Record set:
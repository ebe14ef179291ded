// src/core/plugins/laravel/kernel.rs
use std::sync::LazyLock;

use regex::Regex;
use serde::{Deserialize, Serialize};

use crate::core::scan::{find_matching, list_items, split_top_level, strip_array, strip_comments, unquote};

static PROPERTY: LazyLock<Regex> = LazyLock::new(|| {
    Regex::new(r"\$(middleware|middlewareGroups|routeMiddleware|middlewareAliases)\s*=\s*\[")
        .expect("valid regex")
});

#[derive(Debug, Clone, PartialEq, Eq, Serialize, Deserialize)]
pub struct MiddlewareGroup {
    pub name: String,
    pub middleware: Vec<String>,
}

#[derive(Debug, Clone, PartialEq, Eq, Serialize, Deserialize)]
pub struct MiddlewareAlias {
    pub alias: String,
    pub class: String,
}

/// Middleware wiring declared by `app/Http/Kernel.php`
#[derive(Debug, Clone, Default, PartialEq, Eq, Serialize, Deserialize)]
pub struct KernelMiddleware {
    pub global: Vec<String>,
    pub groups: Vec<MiddlewareGroup>,
    /// `$routeMiddleware` or `$middlewareAliases`
    pub aliases: Vec<MiddlewareAlias>,
}

fn class_ref(expr: &str) -> String {
    let expr = expr.trim();
    unquote(expr).unwrap_or(expr).trim_start_matches('\\').to_string()
}

pub fn extract_kernel(text: &str) -> KernelMiddleware {
    let text = strip_comments(text);
    let mut kernel = KernelMiddleware::default();

    for caps in PROPERTY.captures_iter(&text) {
        let Some(whole) = caps.get(0) else { continue };
        let open = whole.end() - 1;
        let Some(close) = find_matching(&text, open) else { continue };
        let array = &text[open..=close];

        match &caps[1] {
            "middleware" => {
                kernel.global = list_items(array).iter().map(|m| class_ref(m)).collect();
            }
            "middlewareGroups" => {
                for entry in split_top_level(strip_array(array), b',') {
                    let Some((name, value)) = entry.split_once("=>") else { continue };
                    let Some(name) = unquote(name) else { continue };
                    kernel.groups.push(MiddlewareGroup {
                        name: name.to_string(),
                        middleware: list_items(value).iter().map(|m| class_ref(m)).collect(),
                    });
                }
            }
            _ => {
                for entry in split_top_level(strip_array(array), b',') {
                    let Some((alias, class)) = entry.split_once("=>") else { continue };
                    let Some(alias) = unquote(alias) else { continue };
                    kernel.aliases.push(MiddlewareAlias {
                        alias: alias.to_string(),
                        class: class_ref(class),
                    });
                }
            }
        }
    }

    kernel
}
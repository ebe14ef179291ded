use anyhow::Result;
use clap::Parser;
use tracing::info;
use tracing_subscriber::EnvFilter;

mod cli;
mod config;
mod core;
mod error;

use crate::cli::Cli;
use crate::config::Config;
use crate::core::Engine;

#[tokio::main]
async fn main() -> Result<()> {
    let cli = Cli::parse();

    // RUST_LOG wins over --verbose
    let default_level = if cli.verbose { "debug" } else { "info" };
    tracing_subscriber::fmt()
        .with_env_filter(EnvFilter::try_from_default_env().unwrap_or_else(|_| EnvFilter::new(default_level)))
        .init();

    info!("Starting Specscribe v{}", env!("CARGO_PKG_VERSION"));

    let config = Config::load_or_default(cli.config.as_deref())?;
    let engine = Engine::new(config);

    cli.execute(engine).await
}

What needs to be done: In the records above, locate each line with the word "config". Copy all such lines.

Expected output:
mod config;
use crate::config::Config;
    let config = Config::load_or_default(cli.config.as_deref())?;
    let engine = Engine::new(config);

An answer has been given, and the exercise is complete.